Dataset entries
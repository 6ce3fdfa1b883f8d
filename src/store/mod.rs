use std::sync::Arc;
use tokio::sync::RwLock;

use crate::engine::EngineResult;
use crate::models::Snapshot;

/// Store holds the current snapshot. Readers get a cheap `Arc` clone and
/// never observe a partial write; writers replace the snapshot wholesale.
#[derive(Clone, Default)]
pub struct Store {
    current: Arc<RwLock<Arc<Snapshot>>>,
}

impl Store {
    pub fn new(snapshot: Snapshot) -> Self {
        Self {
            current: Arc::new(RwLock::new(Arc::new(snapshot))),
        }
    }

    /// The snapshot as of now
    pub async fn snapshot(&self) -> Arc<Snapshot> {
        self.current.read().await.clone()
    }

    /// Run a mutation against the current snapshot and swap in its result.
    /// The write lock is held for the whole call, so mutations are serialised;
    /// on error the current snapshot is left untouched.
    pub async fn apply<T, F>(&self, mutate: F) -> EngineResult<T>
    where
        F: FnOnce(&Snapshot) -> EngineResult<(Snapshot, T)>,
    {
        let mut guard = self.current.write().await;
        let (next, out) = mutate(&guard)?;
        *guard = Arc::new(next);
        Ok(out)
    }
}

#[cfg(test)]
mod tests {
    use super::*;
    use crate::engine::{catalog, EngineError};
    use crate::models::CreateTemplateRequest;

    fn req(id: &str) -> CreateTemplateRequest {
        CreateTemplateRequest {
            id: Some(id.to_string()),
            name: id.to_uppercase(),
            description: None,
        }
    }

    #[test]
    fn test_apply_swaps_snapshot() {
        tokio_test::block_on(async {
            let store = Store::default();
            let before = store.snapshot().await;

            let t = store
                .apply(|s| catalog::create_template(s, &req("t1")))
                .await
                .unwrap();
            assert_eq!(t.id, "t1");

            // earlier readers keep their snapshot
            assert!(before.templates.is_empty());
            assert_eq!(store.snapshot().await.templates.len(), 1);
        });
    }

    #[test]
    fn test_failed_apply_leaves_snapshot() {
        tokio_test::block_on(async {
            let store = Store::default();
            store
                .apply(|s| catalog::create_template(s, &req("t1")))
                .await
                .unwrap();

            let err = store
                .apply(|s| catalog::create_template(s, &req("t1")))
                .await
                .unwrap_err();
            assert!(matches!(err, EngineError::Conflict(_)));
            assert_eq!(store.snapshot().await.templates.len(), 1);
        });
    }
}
* * *
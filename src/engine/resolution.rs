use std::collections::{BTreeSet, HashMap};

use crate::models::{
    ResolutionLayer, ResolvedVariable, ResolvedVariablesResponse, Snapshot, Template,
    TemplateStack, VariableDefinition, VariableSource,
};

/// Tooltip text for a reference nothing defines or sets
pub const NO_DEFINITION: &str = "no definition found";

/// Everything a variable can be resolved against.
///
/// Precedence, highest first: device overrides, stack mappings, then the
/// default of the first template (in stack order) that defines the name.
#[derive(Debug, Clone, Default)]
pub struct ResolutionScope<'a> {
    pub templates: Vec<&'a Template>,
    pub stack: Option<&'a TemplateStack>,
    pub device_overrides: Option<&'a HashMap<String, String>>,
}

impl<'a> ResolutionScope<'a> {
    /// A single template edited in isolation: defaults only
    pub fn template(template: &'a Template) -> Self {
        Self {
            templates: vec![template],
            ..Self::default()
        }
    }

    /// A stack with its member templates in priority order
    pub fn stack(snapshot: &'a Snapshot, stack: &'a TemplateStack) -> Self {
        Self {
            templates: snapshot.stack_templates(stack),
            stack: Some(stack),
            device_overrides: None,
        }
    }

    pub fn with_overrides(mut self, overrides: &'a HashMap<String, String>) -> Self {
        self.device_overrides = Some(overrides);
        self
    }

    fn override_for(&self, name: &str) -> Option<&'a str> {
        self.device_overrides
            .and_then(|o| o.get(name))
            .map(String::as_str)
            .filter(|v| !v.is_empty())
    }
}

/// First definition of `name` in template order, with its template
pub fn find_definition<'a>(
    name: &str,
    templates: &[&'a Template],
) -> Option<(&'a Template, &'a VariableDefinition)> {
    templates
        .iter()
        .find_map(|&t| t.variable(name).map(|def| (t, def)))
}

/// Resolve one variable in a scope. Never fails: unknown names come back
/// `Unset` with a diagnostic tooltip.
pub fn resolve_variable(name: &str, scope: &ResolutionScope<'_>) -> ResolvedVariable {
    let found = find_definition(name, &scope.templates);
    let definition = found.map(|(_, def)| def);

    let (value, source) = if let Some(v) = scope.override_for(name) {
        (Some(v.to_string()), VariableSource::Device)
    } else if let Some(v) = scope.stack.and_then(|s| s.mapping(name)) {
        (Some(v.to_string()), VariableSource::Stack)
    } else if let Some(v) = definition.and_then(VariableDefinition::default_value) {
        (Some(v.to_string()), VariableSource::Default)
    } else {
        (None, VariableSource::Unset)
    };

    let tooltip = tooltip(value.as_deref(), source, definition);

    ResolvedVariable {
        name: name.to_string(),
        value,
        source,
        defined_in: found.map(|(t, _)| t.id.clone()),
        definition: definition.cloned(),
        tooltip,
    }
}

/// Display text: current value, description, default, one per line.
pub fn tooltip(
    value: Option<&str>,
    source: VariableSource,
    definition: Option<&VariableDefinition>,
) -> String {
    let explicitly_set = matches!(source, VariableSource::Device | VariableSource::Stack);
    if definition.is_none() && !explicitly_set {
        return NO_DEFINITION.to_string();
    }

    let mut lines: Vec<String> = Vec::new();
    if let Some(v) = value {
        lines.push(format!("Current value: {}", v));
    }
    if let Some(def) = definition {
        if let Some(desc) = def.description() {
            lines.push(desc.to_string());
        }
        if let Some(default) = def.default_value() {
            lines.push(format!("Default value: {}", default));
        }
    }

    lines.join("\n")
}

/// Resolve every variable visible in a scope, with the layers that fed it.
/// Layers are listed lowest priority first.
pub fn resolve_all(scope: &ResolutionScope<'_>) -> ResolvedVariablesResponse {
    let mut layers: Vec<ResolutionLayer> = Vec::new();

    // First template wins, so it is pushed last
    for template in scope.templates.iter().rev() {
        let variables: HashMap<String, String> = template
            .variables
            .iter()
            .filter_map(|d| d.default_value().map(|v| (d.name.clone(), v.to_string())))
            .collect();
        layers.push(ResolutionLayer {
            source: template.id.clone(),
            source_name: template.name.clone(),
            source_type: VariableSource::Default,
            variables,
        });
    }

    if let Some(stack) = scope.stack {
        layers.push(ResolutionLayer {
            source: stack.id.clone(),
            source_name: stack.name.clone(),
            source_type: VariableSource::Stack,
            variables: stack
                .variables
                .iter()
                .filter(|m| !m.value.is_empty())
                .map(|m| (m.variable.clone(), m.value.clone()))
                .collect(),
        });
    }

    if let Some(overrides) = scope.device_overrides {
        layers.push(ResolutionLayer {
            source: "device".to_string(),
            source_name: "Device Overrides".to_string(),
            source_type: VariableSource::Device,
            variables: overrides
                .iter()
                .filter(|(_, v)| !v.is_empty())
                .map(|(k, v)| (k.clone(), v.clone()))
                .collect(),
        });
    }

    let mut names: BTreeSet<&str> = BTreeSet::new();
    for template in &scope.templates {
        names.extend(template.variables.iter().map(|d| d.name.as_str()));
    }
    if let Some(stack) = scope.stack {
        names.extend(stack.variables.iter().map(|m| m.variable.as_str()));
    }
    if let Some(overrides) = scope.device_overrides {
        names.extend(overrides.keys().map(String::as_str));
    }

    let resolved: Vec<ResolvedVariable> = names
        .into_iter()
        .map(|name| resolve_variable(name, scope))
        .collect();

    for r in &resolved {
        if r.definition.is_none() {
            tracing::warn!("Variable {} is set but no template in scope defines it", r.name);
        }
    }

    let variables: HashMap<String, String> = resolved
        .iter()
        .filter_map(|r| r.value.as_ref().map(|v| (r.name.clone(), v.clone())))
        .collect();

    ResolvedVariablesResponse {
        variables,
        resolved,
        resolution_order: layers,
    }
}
---
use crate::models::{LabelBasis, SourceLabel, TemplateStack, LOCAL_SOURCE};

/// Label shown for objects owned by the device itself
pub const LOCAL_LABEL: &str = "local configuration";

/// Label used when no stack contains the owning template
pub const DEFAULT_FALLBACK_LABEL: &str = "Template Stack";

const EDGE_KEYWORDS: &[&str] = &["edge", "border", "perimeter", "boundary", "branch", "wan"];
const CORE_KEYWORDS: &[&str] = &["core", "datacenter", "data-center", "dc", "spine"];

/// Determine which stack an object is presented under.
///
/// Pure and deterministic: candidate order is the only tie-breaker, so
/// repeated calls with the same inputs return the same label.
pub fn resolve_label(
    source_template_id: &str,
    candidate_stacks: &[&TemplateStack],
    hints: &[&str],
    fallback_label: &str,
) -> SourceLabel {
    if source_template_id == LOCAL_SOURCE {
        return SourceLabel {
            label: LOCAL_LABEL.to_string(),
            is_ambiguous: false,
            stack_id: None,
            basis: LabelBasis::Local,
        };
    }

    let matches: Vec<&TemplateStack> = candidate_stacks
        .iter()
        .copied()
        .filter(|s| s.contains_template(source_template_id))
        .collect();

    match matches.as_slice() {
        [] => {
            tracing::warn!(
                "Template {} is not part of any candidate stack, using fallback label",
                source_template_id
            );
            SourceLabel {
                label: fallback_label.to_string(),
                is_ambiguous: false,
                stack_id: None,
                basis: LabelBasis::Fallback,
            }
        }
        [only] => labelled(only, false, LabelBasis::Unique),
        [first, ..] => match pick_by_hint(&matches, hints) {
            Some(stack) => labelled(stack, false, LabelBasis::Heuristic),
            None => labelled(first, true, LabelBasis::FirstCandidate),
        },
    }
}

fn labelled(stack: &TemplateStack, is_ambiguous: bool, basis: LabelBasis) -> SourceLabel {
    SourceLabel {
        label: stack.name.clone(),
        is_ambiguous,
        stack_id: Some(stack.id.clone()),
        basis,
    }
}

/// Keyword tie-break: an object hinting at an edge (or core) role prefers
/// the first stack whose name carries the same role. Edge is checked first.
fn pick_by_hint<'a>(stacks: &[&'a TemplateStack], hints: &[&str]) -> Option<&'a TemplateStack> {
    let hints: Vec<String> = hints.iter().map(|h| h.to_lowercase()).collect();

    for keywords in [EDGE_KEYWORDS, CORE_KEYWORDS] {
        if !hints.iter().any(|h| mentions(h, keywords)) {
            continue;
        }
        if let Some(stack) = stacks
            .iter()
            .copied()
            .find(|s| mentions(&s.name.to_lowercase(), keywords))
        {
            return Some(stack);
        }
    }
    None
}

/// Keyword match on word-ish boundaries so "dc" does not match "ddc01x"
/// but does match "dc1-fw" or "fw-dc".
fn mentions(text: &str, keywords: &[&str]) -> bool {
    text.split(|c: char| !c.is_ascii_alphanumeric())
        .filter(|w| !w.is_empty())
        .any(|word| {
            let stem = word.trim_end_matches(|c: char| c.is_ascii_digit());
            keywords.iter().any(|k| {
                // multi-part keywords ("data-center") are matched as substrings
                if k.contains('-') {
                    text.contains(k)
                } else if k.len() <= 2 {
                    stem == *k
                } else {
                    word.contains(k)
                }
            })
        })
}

◆ Exercise
Look above for the line holding "let hints: Vec<String>". Print it and every line after it, exactly, through the line holding "but does match".

◆ Result of the task
    let hints: Vec<String> = hints.iter().map(|h| h.to_lowercase()).collect();

    for keywords in [EDGE_KEYWORDS, CORE_KEYWORDS] {
        if !hints.iter().any(|h| mentions(h, keywords)) {
            continue;
        }
        if let Some(stack) = stacks
            .iter()
            .copied()
            .find(|s| mentions(&s.name.to_lowercase(), keywords))
        {
            return Some(stack);
        }
    }
    None
}

/// Keyword match on word-ish boundaries so "dc" does not match "ddc01x"
/// but does match "dc1-fw" or "fw-dc".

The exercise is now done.